#### Work required
Give only the number of lines in these records that contain the word "bool".

#### The data
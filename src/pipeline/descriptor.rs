use crate::shader::declaration::StorageAccess;
use crate::shader::types::{ShaderStage, StageMask};

#[derive(Debug, Clone, Copy, PartialEq, Eq, Hash)]
pub enum DescriptorKind {
    StorageBuffer,
    Sampler,
    Image,
}

impl DescriptorKind {
    pub fn name(self) -> &'static str {
        match self {
            DescriptorKind::StorageBuffer => "SSBO",
            DescriptorKind::Sampler => "sampler",
            DescriptorKind::Image => "image",
        }
    }
}

/// One SSBO, sampler or storage image shared across stages.
#[derive(Debug, Clone, PartialEq, Eq)]
pub struct DescriptorSet {
    pub name: String,
    pub ty: String,
    pub stages: StageMask,
    pub access: Option<StorageAccess>,
    binding: Option<u32>,
}

impl DescriptorSet {
    pub fn new(name: impl Into<String>, ty: impl Into<String>) -> Self {
        DescriptorSet {
            name: name.into(),
            ty: ty.into(),
            stages: StageMask::empty(),
            access: None,
            binding: None,
        }
    }

    pub fn binding(&self) -> Option<u32> {
        self.binding
    }

    /// Marks `stage` as a user and assigns `next_binding` if no binding exists yet.
    /// Returns the next free binding number.
    pub fn add_stage(&mut self, stage: ShaderStage, next_binding: u32) -> u32 {
        self.stages.insert(stage);
        if self.binding.is_some() {
            return next_binding;
        }
        self.binding = Some(next_binding);
        next_binding + 1
    }
}

/// Insertion-ordered descriptors of one kind.
#[derive(Debug, Clone, PartialEq, Eq)]
pub struct DescriptorTable {
    pub kind: DescriptorKind,
    entries: Vec<DescriptorSet>,
}

impl DescriptorTable {
    pub fn new(kind: DescriptorKind) -> Self {
        DescriptorTable {
            kind,
            entries: Vec::new(),
        }
    }

    pub fn get(&self, name: &str) -> Option<&DescriptorSet> {
        self.entries.iter().find(|d| d.name == name)
    }

    pub fn get_mut(&mut self, name: &str) -> Option<&mut DescriptorSet> {
        self.entries.iter_mut().find(|d| d.name == name)
    }

    /// Returns the entry for `name`, creating it with type `ty` on first use.
    pub fn ensure(&mut self, name: &str, ty: &str) -> &mut DescriptorSet {
        let idx = match self.entries.iter().position(|d| d.name == name) {
            Some(idx) => idx,
            None => {
                self.entries.push(DescriptorSet::new(name, ty));
                self.entries.len() - 1
            }
        };
        &mut self.entries[idx]
    }

    pub fn iter(&self) -> std::slice::Iter<'_, DescriptorSet> {
        self.entries.iter()
    }

    pub fn iter_mut(&mut self) -> std::slice::IterMut<'_, DescriptorSet> {
        self.entries.iter_mut()
    }

    pub fn len(&self) -> usize {
        self.entries.len()
    }

    pub fn is_empty(&self) -> bool {
        self.entries.is_empty()
    }

    pub fn used_by(&self, stage: ShaderStage) -> impl Iterator<Item = &DescriptorSet> {
        self.entries.iter().filter(move |d| d.stages.contains(stage))
    }

    /// Assigns bindings `base..` in stage order, first requester wins.
    pub fn assign_bindings(&mut self, base: u32, stage_order: &[ShaderStage]) -> u32 {
        self.assign_bindings_where(base, stage_order, |_| true)
    }

    /// Same as [`assign_bindings`](Self::assign_bindings) for the entries
    /// `filter` accepts. Returns the next free binding.
    pub fn assign_bindings_where(
        &mut self,
        base: u32,
        stage_order: &[ShaderStage],
        filter: impl Fn(&DescriptorSet) -> bool,
    ) -> u32 {
        let mut next = base;
        for &stage in stage_order {
            for entry in self.entries.iter_mut().filter(|d| d.stages.contains(stage) && filter(d)) {
                next = entry.add_stage(stage, next);
            }
        }
        next
    }
}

#### Exercise output
2